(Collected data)
╭──

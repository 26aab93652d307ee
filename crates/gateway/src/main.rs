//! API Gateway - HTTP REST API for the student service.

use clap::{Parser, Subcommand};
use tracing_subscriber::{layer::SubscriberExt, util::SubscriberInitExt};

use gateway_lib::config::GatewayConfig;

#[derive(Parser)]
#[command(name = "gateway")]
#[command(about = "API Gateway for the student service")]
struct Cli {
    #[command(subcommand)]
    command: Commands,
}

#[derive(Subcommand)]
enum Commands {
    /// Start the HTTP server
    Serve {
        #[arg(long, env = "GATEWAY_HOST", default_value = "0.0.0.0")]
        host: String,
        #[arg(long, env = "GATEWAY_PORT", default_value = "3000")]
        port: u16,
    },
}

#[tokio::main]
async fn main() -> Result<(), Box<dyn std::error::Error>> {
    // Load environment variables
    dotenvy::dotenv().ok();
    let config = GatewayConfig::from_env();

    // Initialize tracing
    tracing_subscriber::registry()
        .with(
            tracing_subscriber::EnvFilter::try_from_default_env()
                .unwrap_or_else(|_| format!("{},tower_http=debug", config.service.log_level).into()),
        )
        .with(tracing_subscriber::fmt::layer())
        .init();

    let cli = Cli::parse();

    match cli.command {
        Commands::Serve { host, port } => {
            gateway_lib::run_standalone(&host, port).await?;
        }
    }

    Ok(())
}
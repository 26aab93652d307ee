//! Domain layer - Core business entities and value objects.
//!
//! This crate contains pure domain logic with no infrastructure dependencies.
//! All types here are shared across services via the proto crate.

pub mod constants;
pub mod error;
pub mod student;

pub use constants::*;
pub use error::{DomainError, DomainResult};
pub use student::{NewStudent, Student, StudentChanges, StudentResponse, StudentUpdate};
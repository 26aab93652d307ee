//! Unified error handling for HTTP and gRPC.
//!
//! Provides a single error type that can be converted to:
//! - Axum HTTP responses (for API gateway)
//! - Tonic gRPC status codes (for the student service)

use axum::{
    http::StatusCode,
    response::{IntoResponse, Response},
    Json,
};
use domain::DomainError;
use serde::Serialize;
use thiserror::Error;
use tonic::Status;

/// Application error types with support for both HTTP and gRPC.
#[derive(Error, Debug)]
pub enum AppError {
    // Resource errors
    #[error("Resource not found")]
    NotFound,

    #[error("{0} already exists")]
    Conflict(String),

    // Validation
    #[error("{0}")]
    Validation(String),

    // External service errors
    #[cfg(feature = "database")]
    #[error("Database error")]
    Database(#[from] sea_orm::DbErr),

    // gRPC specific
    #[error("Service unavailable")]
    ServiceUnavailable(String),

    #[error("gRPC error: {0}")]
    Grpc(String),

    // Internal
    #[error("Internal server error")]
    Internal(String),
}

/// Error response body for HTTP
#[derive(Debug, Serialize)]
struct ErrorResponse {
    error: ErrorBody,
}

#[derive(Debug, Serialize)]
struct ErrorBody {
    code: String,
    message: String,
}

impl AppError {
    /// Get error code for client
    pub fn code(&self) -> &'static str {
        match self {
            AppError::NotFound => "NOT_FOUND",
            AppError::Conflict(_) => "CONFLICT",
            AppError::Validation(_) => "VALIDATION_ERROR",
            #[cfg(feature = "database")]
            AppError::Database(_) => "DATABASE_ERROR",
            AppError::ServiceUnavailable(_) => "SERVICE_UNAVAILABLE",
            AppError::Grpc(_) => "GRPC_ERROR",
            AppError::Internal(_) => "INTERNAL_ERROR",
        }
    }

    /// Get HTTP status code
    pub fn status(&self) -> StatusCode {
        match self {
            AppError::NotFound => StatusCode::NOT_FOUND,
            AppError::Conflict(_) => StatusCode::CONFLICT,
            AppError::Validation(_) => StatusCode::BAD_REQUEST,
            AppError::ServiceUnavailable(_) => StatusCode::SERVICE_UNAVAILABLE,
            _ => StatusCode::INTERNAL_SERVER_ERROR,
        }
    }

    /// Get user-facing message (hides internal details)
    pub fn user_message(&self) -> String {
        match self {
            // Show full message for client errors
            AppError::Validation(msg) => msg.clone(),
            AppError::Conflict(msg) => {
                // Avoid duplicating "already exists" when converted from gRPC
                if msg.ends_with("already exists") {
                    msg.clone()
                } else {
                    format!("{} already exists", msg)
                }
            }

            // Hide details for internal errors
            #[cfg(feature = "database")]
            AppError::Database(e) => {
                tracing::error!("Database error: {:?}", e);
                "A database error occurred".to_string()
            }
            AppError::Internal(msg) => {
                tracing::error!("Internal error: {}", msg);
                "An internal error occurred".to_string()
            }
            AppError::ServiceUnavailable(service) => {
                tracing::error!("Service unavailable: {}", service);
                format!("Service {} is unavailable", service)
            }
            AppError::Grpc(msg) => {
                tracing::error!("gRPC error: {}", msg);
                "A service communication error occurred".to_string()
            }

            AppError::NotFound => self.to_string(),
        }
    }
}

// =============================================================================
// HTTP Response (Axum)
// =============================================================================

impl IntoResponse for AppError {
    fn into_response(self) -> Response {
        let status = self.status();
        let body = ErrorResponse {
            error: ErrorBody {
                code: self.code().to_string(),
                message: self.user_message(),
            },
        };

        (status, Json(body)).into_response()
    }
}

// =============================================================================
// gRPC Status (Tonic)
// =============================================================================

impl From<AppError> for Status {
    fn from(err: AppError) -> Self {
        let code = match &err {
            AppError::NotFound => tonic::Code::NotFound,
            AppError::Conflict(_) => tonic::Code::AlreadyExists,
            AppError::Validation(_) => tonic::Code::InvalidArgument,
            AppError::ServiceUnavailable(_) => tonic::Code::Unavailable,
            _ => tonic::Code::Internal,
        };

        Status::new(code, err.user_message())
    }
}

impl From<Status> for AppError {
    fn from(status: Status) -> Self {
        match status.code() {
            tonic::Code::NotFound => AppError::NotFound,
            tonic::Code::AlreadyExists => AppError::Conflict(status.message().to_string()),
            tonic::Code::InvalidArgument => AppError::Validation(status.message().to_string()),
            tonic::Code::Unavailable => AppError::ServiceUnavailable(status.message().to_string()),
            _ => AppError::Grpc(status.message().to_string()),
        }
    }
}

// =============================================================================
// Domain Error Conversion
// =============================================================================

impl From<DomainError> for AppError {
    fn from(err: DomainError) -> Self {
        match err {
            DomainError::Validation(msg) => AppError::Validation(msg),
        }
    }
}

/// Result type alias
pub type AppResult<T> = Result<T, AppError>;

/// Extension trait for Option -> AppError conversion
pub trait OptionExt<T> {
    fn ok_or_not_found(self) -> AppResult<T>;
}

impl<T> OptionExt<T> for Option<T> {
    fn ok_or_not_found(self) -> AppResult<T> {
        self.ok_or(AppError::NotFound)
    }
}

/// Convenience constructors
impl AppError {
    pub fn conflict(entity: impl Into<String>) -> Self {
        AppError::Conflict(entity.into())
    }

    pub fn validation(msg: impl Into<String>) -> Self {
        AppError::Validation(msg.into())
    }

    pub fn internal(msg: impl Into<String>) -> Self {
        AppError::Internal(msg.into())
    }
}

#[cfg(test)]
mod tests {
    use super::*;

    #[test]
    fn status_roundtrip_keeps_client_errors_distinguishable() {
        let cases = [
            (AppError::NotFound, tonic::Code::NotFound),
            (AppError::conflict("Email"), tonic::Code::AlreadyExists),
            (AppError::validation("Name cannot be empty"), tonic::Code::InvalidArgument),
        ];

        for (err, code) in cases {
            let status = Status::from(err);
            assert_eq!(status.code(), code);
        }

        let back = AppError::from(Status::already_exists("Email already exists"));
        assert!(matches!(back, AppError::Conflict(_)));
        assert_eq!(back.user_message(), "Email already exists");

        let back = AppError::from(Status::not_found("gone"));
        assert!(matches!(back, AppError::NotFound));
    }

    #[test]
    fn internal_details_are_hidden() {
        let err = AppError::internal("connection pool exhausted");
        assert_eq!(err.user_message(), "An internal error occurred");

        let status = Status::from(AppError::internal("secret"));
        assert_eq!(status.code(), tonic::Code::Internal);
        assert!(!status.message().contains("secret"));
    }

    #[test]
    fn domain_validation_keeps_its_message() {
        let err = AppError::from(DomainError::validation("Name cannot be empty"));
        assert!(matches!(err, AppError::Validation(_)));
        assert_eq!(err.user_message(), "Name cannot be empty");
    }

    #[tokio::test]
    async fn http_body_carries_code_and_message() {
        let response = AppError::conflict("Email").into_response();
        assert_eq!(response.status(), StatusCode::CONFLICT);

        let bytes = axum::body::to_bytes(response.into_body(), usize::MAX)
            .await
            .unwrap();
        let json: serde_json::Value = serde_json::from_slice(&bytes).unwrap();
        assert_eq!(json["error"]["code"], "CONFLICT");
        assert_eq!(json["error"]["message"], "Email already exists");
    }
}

╰──

● TASK DETAILS: Among the entries above, find every line holding "empty" and copy it.

● SOLVED PROBLEM:
            (AppError::validation("Name cannot be empty"), tonic::Code::InvalidArgument),
        let err = AppError::from(DomainError::validation("Name cannot be empty"));
        assert_eq!(err.user_message(), "Name cannot be empty");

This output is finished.